We aim to work with local CCGs and providers to:

  • Support improved detection of AF in the population
  • Improve the quality of life of adults with atrial fibrillation
  • Promote initiation of appropriate anticoagulant therapies in those at risk of stroke
  • Optimise anticoagulation therapy to ensure maximum reduction in stroke risk with minimum risk of bleeding and allow patients to be involved in decision making as per NICE guidance (QS93 July 2015)9


Mobile ECG Device Report

Single time point case finding for Atrial Fibrillation: A review of methods of delivery and devices

Atrial Fibrillation patient optimisation pilot programme (Virtual Clinics)
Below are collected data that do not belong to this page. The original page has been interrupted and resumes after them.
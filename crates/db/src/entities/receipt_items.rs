//! `SeaORM` Entity for the receipt_items table.
//!
//! Items are owned by their receipt (cascade on delete) and ordered by
//! `line_no`, assigned at insert time in creation order. The free-text
//! `category` column is legacy denormalized data; the normalized path goes
//! through `item_name_id` and the item-name's category reference.

use sea_orm::entity::prelude::*;
use serde::{Deserialize, Serialize};

#[derive(Clone, Debug, PartialEq, DeriveEntityModel, Serialize, Deserialize)]
#[sea_orm(table_name = "receipt_items")]
pub struct Model {
    #[sea_orm(primary_key, auto_increment = false)]
    pub id: Uuid,
    pub receipt_id: Uuid,
    pub name: String,
    pub description: Option<String>,
    #[sea_orm(column_type = "Decimal(Some((12, 3)))")]
    pub quantity: Decimal,
    pub quantity_unit: Option<String>,
    #[sea_orm(column_type = "Decimal(Some((12, 2)))")]
    pub unit_price: Decimal,
    #[sea_orm(column_type = "Decimal(Some((12, 2)))")]
    pub total_price: Decimal,
    pub category: Option<String>,
    pub sku: Option<String>,
    pub item_name_id: Option<i64>,
    pub user_id: String,
    pub line_no: i32,
    pub created_at: DateTimeWithTimeZone,
    pub updated_at: DateTimeWithTimeZone,
}

#[derive(Copy, Clone, Debug, EnumIter, DeriveRelation)]
pub enum Relation {
    #[sea_orm(
        belongs_to = "super::receipts::Entity",
        from = "Column::ReceiptId",
        to = "super::receipts::Column::Id"
    )]
    Receipts,
    #[sea_orm(
        belongs_to = "super::item_names::Entity",
        from = "Column::ItemNameId",
        to = "super::item_names::Column::Id"
    )]
    ItemNames,
}

impl Related<super::receipts::Entity> for Entity {
    fn to() -> RelationDef {
        Relation::Receipts.def()
    }
}

impl Related<super::item_names::Entity> for Entity {
    fn to() -> RelationDef {
        Relation::ItemNames.def()
    }
}

impl ActiveModelBehavior for ActiveModel {}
Commissioning of an effective anticoagulation patient pathway

Atrial Fibrillation detection

Improving the diagnosis and management of AF in older adults with additional needs

Pan-London AF Programme and Toolkit

The Team

Laura Semple

Programme Director, Diabetes and Stroke Prevention

Laura studied modern languages at Cambridge and joined the NHS as a management trainee in 2009. Since then she has held various hospital management roles at Moorfields Eye Hospital and District General Hospitals, as well as working in commissioning and at the Department of Health. In 2016 Laura became the first healthcare manager to volunteer for a substantial period at Connaught Hospital in Freetown with the King’s Sierra Leone Partnership, where she worked for 6 months. Since her return in 2017 Laura has continued to lead the HIN Diabetes and Stroke Prevention programmes as well as a secondment role in 2018-29 as Programme Director for the King’s Health Partners Institute of Diabetes, Obesity and Endocrinology.

Rod Watson

Senior Project Manager, Stroke Prevention

Rod graduated from University with a Master’s in Public Health. He has worked for a leading national charity, in local government and for the NHS specialising in health improvement in the alcohol, substance misuse, healthier weight and sexual health fields. His hobbies include travelling the world for serendipity and adventure.

Faye Edwards

Senior Project Manager, Stroke Prevention

Faye began her career as a Podiatrist and during her clinical role she had a specialist interest in Diabetes wound management. She has worked in a service improvement role for the Royal Marsden, and the South West London Cancer Network. Since starting at the HIN Faye has led projects in type 1 diabetes and also also works on the Pan London Atrial Fibrillation project.

Alex Lang

Darzi Fellow, Stroke Prevention

Alex is the Darzi Fellow in the Stroke Prevention team and is leading the mobile ECG device project across South London. Prior to this secondment, Alex is a stroke specialist dietitian working at St Thomas’ Hospital over the past 9 years. He is a dietetic manager, lecturer and represents the British Dietetic Association at the RCPs Stroke Working Party.

Dominic Norton

Dominic completed an undergraduate degree in Mechanical Engineering, before working in the third sector on Physical Activity and Sport. Prior to joining the NHS he worked for a leisure trust, overseeing intervention projects which encouraged people from under-represented groups to be more physically active.